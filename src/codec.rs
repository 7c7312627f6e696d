//! Wire-level framing for an [`Envelope`]: JSON (de)serialization and the
//! optional zlib compression pass applied before encryption.

use std::io::{Read, Write};

use flate2::read::ZlibDecoder;
use flate2::write::ZlibEncoder;
use flate2::Compression;

use crate::envelope::Envelope;
use crate::error::{HiveError, Result};

/// Render an envelope as the JSON text placed on the wire (or handed to the
/// encryption layer).
pub fn serialize_envelope(envelope: &Envelope) -> Result<String> {
    Ok(serde_json::to_string(envelope)?)
}

/// Parse wire JSON back into an envelope.
pub fn parse_envelope(text: &str) -> Result<Envelope> {
    Ok(serde_json::from_str(text)?)
}

/// DEFLATE-compress (zlib framing, matching `zlib.compress`) arbitrary bytes.
pub fn compress(data: &[u8]) -> Result<Vec<u8>> {
    let mut encoder = ZlibEncoder::new(Vec::new(), Compression::default());
    encoder.write_all(data)?;
    Ok(encoder.finish()?)
}

/// Inverse of [`compress`]. `data` may also be a hex string of the
/// compressed bytes, mirroring `decompress_string`'s "assume hex" fallback
/// for text transports that can't carry raw binary.
pub fn decompress(data: &[u8]) -> Result<Vec<u8>> {
    let raw = match std::str::from_utf8(data).ok().and_then(|s| hex::decode(s).ok()) {
        Some(decoded) => decoded,
        None => data.to_vec(),
    };
    let mut decoder = ZlibDecoder::new(&raw[..]);
    let mut out = Vec::new();
    decoder
        .read_to_end(&mut out)
        .map_err(|e| HiveError::DecodeError(e.to_string()))?;
    Ok(out)
}

#[cfg(test)]
mod tests {
    use std::collections::BTreeMap;

    use rstest::rstest;

    use super::*;
    use crate::envelope::{ActionRecord, BusMessage, Envelope, HelloInfo, HiveMessageType, Payload};

    /// Builds an envelope pairing `msg_type` with whatever payload shape
    /// that tag legally carries, so every variant can be driven through the
    /// same round-trip assertion.
    fn sample_envelope(msg_type: HiveMessageType) -> Envelope {
        use HiveMessageType::*;
        let payload = match msg_type {
            Bus | SharedBus | Broadcast | Propagate | Escalate => {
                Payload::Bus(BusMessage::new("speak"))
            }
            Hello => Payload::Hello(HelloInfo {
                node_id: "node-1".into(),
                peer: "peer-1".into(),
                pubkey: None,
            }),
            Binary => Payload::Binary(vec![1, 2, 3]),
            Registry => Payload::Action(ActionRecord {
                action: "execute_tts".into(),
                uid: 0,
                data: BTreeMap::new(),
            }),
            Handshake | Query | Cascade | Ping | Rendezvous | ThirdParty => {
                Payload::Json(serde_json::json!({"ok": true}))
            }
        };
        Envelope::new(msg_type, payload)
    }

    #[rstest]
    #[case(HiveMessageType::Handshake)]
    #[case(HiveMessageType::Bus)]
    #[case(HiveMessageType::SharedBus)]
    #[case(HiveMessageType::Broadcast)]
    #[case(HiveMessageType::Propagate)]
    #[case(HiveMessageType::Escalate)]
    #[case(HiveMessageType::Hello)]
    #[case(HiveMessageType::Query)]
    #[case(HiveMessageType::Cascade)]
    #[case(HiveMessageType::Ping)]
    #[case(HiveMessageType::Rendezvous)]
    #[case(HiveMessageType::ThirdParty)]
    #[case(HiveMessageType::Binary)]
    #[case(HiveMessageType::Registry)]
    fn envelope_roundtrips_through_json(#[case] msg_type: HiveMessageType) {
        let env = sample_envelope(msg_type);
        let text = serialize_envelope(&env).unwrap();
        let back = parse_envelope(&text).unwrap();
        assert_eq!(env, back);
    }

    #[test]
    fn compress_roundtrips() {
        let text = b"The Mycroft project is open-source voice assistant software.";
        let compressed = compress(text).unwrap();
        assert!(compressed.len() < text.len() * 2);
        let back = decompress(&compressed).unwrap();
        assert_eq!(back, text);
    }

    #[test]
    fn decompress_accepts_hex_input() {
        let text = b"hex-carried payload";
        let compressed = compress(text).unwrap();
        let hexed = hex::encode(&compressed);
        let back = decompress(hexed.as_bytes()).unwrap();
        assert_eq!(back, text);
    }
}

--------------------

Print only what lies in the material above starting at the line with "pub fn serialize_envelope(envelope: &Envelope)" and ending at the line with "(zlib framing, matching", every line exactly as given.

FINISHED EXERCISE:
pub fn serialize_envelope(envelope: &Envelope) -> Result<String> {
    Ok(serde_json::to_string(envelope)?)
}

/// Parse wire JSON back into an envelope.
pub fn parse_envelope(text: &str) -> Result<Envelope> {
    Ok(serde_json::from_str(text)?)
}

/// DEFLATE-compress (zlib framing, matching `zlib.compress`) arbitrary bytes.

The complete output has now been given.